«Découverte d'un troisième larron!»
Telle fut l'explication de ma cousine Aurélie.
J'étais parfaitement remis. Mon cousin m'avait présenté, selon sa promesse, au garde des sceaux, et j'avais l'honneur d'être employé en qualité de surnuméraire. On m'avait permis de prendre en même temps mes inscriptions à l'Ecole de droit. Tout allait donc selon le sage programme tracé avant mon départ. En dehors du programme, j'avais mon éducation mondaine, entamée avec beaucoup de zèle par ma cousine. Il ne faut pas croire qu'elle fût incapable de former un jeune homme dans le bon sens du mot. Sous ses faiblesses, il y avait une femme d'expérience et de sens.
Je pourrais dire qu'elle serait devenue tout d'un coup parfaite si elle eût voulu confesser franchement depuis combien de temps elle avait passé vingt-huit ans. Elle avait vu le monde, beaucoup, j'entends le vrai grand monde; le monde qu'elle continuait de voir gardait encore de l'apparence et chacune des personnes qui le composaient atteignait au faubourg Saint-Germain par quelque tangente.

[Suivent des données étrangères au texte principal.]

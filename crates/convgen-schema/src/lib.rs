//! Type registry for the conversion generator.
//!
//! Holds the per-version composite type tables the generator walks, the
//! manual-override table that takes precedence over generated code, and the
//! TOML loader that builds both from a schema file.

pub mod build;
pub mod error;
pub mod load;
pub mod node;
pub mod overrides;
pub mod parse;
pub mod registry;
pub mod types;
pub mod validate;

/// Maximum length for type identifiers.
pub const MAX_TYPE_NAME_LEN: usize = 64;

/// Maximum length for field identifiers.
pub const MAX_FIELD_NAME_LEN: usize = 64;

use crate::{error::ErrorTree, parse::TypeParseError};
use std::path::PathBuf;
use thiserror::Error as ThisError;

///
/// Prelude
///

pub mod prelude {
    pub use crate::{
        build::TypeRegistryBuilder,
        err,
        error::ErrorTree,
        node::{FieldDescriptor, FieldList, TypeDescriptor},
        overrides::OverrideRegistry,
        registry::TypeRegistry,
        types::{Primitive, TypeKey, TypeRef},
    };
}

///
/// Error
///

#[derive(Debug, ThisError)]
pub enum Error {
    #[error(transparent)]
    Parse(#[from] TypeParseError),

    #[error("schema validation failed:\n{0}")]
    Validation(ErrorTree),

    #[error("failed to parse schema file: {0}")]
    Toml(#[from] toml::de::Error),

    #[error("failed to read schema file '{}': {source}", path.display())]
    Io {
        path: PathBuf,
        source: std::io::Error,
    },
}
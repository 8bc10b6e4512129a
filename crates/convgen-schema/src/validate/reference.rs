use crate::{error::ErrorTree, node::TypeDescriptor, types::TypeKey};
use std::collections::BTreeSet;

/// Every composite a field names must itself be registered.
pub(crate) fn validate_references(types: &[TypeDescriptor], errs: &mut ErrorTree) {
    let known: BTreeSet<&TypeKey> = types.iter().map(TypeDescriptor::key).collect();

    for desc in types {
        for field in desc.fields().iter() {
            for key in field.ty.named_keys() {
                if !known.contains(key) {
                    errs.add_for(
                        desc.key().to_string(),
                        format!("field '{}' references unknown type '{key}'", field.name),
                    );
                }
            }
        }
    }
}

Seulement, chaque membre de son cercle intime, épluché isolément, avait subi quelque déchet. On s'y plaignait de l'injustice humaine. Ce thème, tout vrai qu'il est, peut passer pour le plus compromettant de tous les symptômes.
Au point de vue mondain, toute cocarde d'opposition qui n'est pas un drapeau de conquête, passe fatalement à l'état de flétrissure.
C'est là que la suprême habileté des vaincus consiste à garder le sourire victorieux.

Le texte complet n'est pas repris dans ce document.